September marks National Suicide Prevention Awareness Month. Throughout the month, people across the United States can share stories and resources associated with suicide in an effort to spread awareness for this often-taboo subject.
Raising awareness might help reduce suicide rates nationwide. According to the Centers for Disease Control and Prevention, nearly 45,000 Americans ages 10 or older ended their lives in 2016. Suicide is the 10th leading cause of death in the country.
The loss of life affects entire families. A loved one’s suicide can lead to psychological trauma, long-term mental health problems like depression, and relationship complications. In many cases, people seek counseling in response to a loved one’s suicide.
National Suicide Prevention Awareness Month serves as an opportunity for people to reach out to those affected by suicide, reduce the stigma associated with suicide and help individuals experiencing negative emotions that could trigger suicide find mental health treatment.
During National Suicide Prevention Awareness Month, you can spread awareness for suicide prevention by starting a dialogue about the dangers of mental illness with family and friends. You can also write a blog post about the realities of suicide, which could inspire others to share the piece.
Talking about suicide with others can help people better understand mental health disorders and how to assist someone with suicidal ideations. Individuals who struggle with suicidal thoughts may be inspired to seek psychological assistance.
Signs of Suicidal Thoughts
People who experience suicidal ideations often deal with significant psychological pain on a regular basis. However, these individuals may not always talk about their mental health problems, so their loved ones may be unaware of their distress.
It can be difficult to recognize signs that a person is experiencing suicidal thoughts. A telltale indicator that someone is considering suicide is if they express a desire to end their lives, but sometimes they do not explicitly talk about their thoughts of suicide.

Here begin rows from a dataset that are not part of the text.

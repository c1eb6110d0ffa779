//! Uniform sampling of distinct elements.

use rand::Rng;
use rand::seq::SliceRandom;

/// Pick up to `count` distinct elements in uniformly random order.
///
/// The input is copied and Fisher-Yates shuffled, so every permutation of the
/// result is equally likely and the input is never mutated. When `count`
/// exceeds the input length, the whole input is returned shuffled.
#[must_use]
pub fn sample<T: Clone>(items: &[T], count: usize) -> Vec<T> {
    let mut rng = rand::rng();
    sample_with(&mut rng, items, count)
}

/// Like [`sample`], but drawing from the given random source.
///
/// Tests pass a seeded `StdRng` here to make selection deterministic.
#[must_use]
pub fn sample_with<T: Clone, R: Rng + ?Sized>(rng: &mut R, items: &[T], count: usize) -> Vec<T> {
    let mut shuffled = items.to_vec();
    shuffled.shuffle(rng);
    shuffled.truncate(count);
    shuffled
}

Signs that someone is considering suicide might include conversations about:
- Experiencing feelings of emptiness or hopelessness
- Feelings of guilt or shame
- Being a burden to others
- Feeling trapped or having no solutions to their problems
Sometimes, you may be able to recognize suicidal behaviors in a loved one’s actions. According to the National Institute of Mental Health, actions that may suggest that someone is thinking about suicide may include:
- Planning ways to end their lives, like stockpiling medications that could cause overdose
- Visibly dealing with more rage
- Exhibiting mood swings
- Taking risks that could result in death, like drinking and driving
Individuals who deal with suicidal thoughts may also write a social media post about how they want to end their lives. Luckily, many social media sites offer ways to help friends in crisis. For example, Facebook provides its users with information and resources pertaining to suicide prevention through their help center. If you see messages or live streams about suicidal behavior, call 911 immediately.
If you encounter someone who is considering suicide, assess the risk of suicide or harm. If they want to talk about their thoughts and feelings, listen nonjudgmentally and give reassurance when appropriate. You should also encourage self-help services or professional assistance so they know that help is available to them.

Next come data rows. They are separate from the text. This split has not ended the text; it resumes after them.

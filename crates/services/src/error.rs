//! Shared error types for the services crate.

use thiserror::Error;

use quiz_core::model::{QuestionError, QuizSummaryError};

/// Errors emitted by country sources.
#[derive(Debug, Error)]
#[non_exhaustive]
pub enum CountryApiError {
    #[error("country request failed with status {0}")]
    HttpStatus(reqwest::StatusCode),
    #[error(transparent)]
    Http(#[from] reqwest::Error),
}

/// Errors emitted by the quiz builder and session.
#[derive(Debug, Error)]
#[non_exhaustive]
pub enum QuizError {
    #[error("not enough valid countries: got {got}, need {need}")]
    NotEnoughCountries { got: usize, need: usize },
    #[error("expected {expected} questions, got {got}")]
    WrongQuestionCount { expected: usize, got: usize },
    #[error("quiz already completed")]
    Completed,
    #[error("answer already revealed")]
    AlreadyRevealed,
    #[error("no revealed answer to advance from")]
    NotRevealed,
    #[error(transparent)]
    Question(#[from] QuestionError),
    #[error(transparent)]
    Summary(#[from] QuizSummaryError),
    #[error(transparent)]
    Api(#[from] CountryApiError),
}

The National Suicide Prevention Hotline
People dealing with suicidal ideations should consider contacting the National Suicide Prevention Hotline at 1-800-273-8255. The lifeline offers free support for people in distress, including those dealing with suicidal thoughts. The hotline also provides callers with resources and mental health professionals with advice for best practices.
The National Suicide Prevention Hotline employs mental health counselors who are trained in talking to people about the risks of mental illness and ways to get help for psychological disorders. The call center is available 24/7. All calls are confidential.
Additionally, the National Suicide Prevention Hotline’s website offers additional information that can help people understand their mental distress that contributes to suicidal behaviors. The site provides resources for:
- Native Americans
- Disaster survivors
- LGBTQ+ individuals
- People who are deaf or hard of hearing
- Suicide attempt survivors
An effective way for you to manage a mental health disorder that could induce suicidal thoughts is to seek professional assistance. If you’re experiencing suicidal ideations, seek a mental health counselor who specializes in treating suicidal behaviors. A counselor can help you better understand the causes of your psychological problems and ways to better control symptoms of mental illness.
If you’re experiencing a mental health and substance use disorder, addiction treatment may be necessary. At rehab, individuals can receive evidence-based therapy that is catered to their specific needs. Addiction experts, like those found at The Recovery Village, can help you manage drug cravings and alter negative thoughts that you may harbor.